Your answer must be the exact lines from the one holding "t.fs.write(op, random_payload(4096, 3)).await.unwrap();" through the final line of the records below, both included, and nothing more.

START DATA TO USE

/// A foreground or background write request.
///
/// Transient: created by the caller, consumed by [`Filesystem::write`].
#[derive(Debug)]
pub struct WriteOp {
    pub pos: Pos,
    /// Version to stamp the new extents with; zero allocates a fresh one.
    pub version: u64,
    /// Keystream chunk base when continuing a caller-supplied version.
    pub nonce_base: u32,
    pub opts: IoOpts,
    pub flags: WriteFlags,
    /// With `ONLY_SPECIFIED_DEVS`, the only devices to allocate from.
    pub devs: Vec<crate::extent::DeviceId>,
    /// Devices that must not receive a replica (a migrate source).
    pub exclude: DeviceSet,
    /// Devices that already hold this data (rereplicate writes only the
    /// missing copies).
    pub have: DeviceSet,
    /// Target tier, when the caller cares (promotes, tiering).
    pub tier: Option<u8>,
    /// With `DATA_ENCODED`, the descriptor of the payload as stored.
    pub encoded: Option<CrcDescriptor>,
    pub data_type: DataType,
}

impl WriteOp {
    pub fn new(pos: Pos, opts: IoOpts) -> Self {
        Self {
            pos,
            version: 0,
            nonce_base: 0,
            opts,
            flags: WriteFlags::default(),
            devs: Vec::new(),
            exclude: DeviceSet::default(),
            have: DeviceSet::default(),
            tier: None,
            encoded: None,
            data_type: DataType::User,
        }
    }
}

/// Successful write result.
#[derive(Debug)]
pub struct WriteOutcome {
    /// The keys now present in the extent index.
    pub keys: Vec<ExtentKey>,
    /// Journal sequence of the index update, if any key was committed.
    pub journal_seq: Option<u64>,
}

/// Keys encoded and durably submitted, before any index update.
pub(crate) struct SubmittedWrite {
    pub keys: Vec<ExtentKey>,
    pub failed: DeviceSet,
    pub error: Option<WriteError>,
}
use std::sync::atomic::Ordering;

use pretty_assertions::assert_eq;

use super::{config, random_payload, wait_until, TestFs};
use crate::{CsumType, Pos, ReadFlags, ReadRequest, WriteOp};

fn tiered_config() -> crate::DataPathConfig {
    config()
        .csum_type(CsumType::Crc32c)
        .promote_tier(0)
        .build()
        .unwrap()
}

#[tokio::test]
async fn reads_from_slow_tiers_promote_a_cached_copy() {
    let t = TestFs::with_tiers(&[0, 1], tiered_config());
    let payload = random_payload(8192, 1);

    let mut op = WriteOp::new(Pos::new(1, 0), t.fs.cfg.io_opts());
    op.tier = Some(1);
    t.fs.write(op, payload.clone()).await.unwrap();

    // Promotes ride the bounced path: the whole stored payload is in
    // hand there, ready to be written back out.
    let mut req = ReadRequest::new(1, 0, 16);
    req.flags = ReadFlags::MAY_PROMOTE | ReadFlags::MUST_BOUNCE;
    assert_eq!(t.fs.read(req).await.unwrap(), payload);
    assert_eq!(t.fs.counters().promotes.load(Ordering::Relaxed), 1);

    // The cached pointer joins the same key at the same coordinates.
    wait_until(
        || {
            t.fs.index
                .snapshot(1, 0, 16)
                .first()
                .is_some_and(|key| key.ptrs.iter().any(|p| p.dev == 0 && p.cached))
        },
        "promoted pointer to appear",
    )
    .await;

    let key = t.fs.index.snapshot(1, 0, 16).remove(0);
    assert_eq!(key.ptrs.len(), 2);
    assert_eq!(key.dirty_ptrs(), 1, "the promoted copy is cached, not dirty");

    // Subsequent reads prefer the fast tier and still verify.
    assert_eq!(t.read(1, 0, 16).await, payload);
}

#[tokio::test]
async fn promotes_without_a_fast_replica_target_are_dropped() {
    // Tier 0 exists but is out of bucket space once a filler write lands.
    let cfg = config()
        .csum_type(CsumType::Crc32c)
        .promote_tier(0)
        .build()
        .unwrap();
    let t = TestFs::with_tiers(&[0, 1], cfg);

    // Exhaust device 0: its whole capacity is consumed by open buckets.
    let dev0_sectors = t.fs.devices()[0].capacity_sectors();
    let filler_bytes = dev0_sectors as usize * crate::SECTOR_SIZE;
    let mut op = WriteOp::new(Pos::new(9, 0), t.fs.cfg.io_opts());
    op.tier = Some(0);
    let _ = t
        .fs
        .write(op, bytes::Bytes::from(vec![1u8; filler_bytes]))
        .await;

    let mut op = WriteOp::new(Pos::new(1, 0), t.fs.cfg.io_opts());
    op.tier = Some(1);
    let payload = random_payload(8192, 2);
    t.fs.write(op, payload.clone()).await.unwrap();

    let mut req = ReadRequest::new(1, 0, 16);
    req.flags = ReadFlags::MAY_PROMOTE | ReadFlags::MUST_BOUNCE;
    assert_eq!(t.fs.read(req).await.unwrap(), payload);

    wait_until(
        || t.fs.counters().promotes_skipped.load(Ordering::Relaxed) >= 1,
        "promote to be dropped",
    )
    .await;
    let key = t.fs.index.snapshot(1, 0, 16).remove(0);
    assert_eq!(key.ptrs.len(), 1, "no cached copy appeared");
}

#[tokio::test]
async fn reads_without_the_flag_do_not_promote() {
    let t = TestFs::with_tiers(&[0, 1], tiered_config());
    let mut op = WriteOp::new(Pos::new(1, 0), t.fs.cfg.io_opts());
    op.tier = Some(1);
    t.fs.write(op, random_payload(4096, 3)).await.unwrap();

    t.read(1, 0, 8).await;
    assert_eq!(t.fs.counters().promotes.load(Ordering::Relaxed), 0);
}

END DATA TO USE

**ANSWER BOX**:
    t.fs.write(op, random_payload(4096, 3)).await.unwrap();

    t.read(1, 0, 8).await;
    assert_eq!(t.fs.counters().promotes.load(Ordering::Relaxed), 0);
}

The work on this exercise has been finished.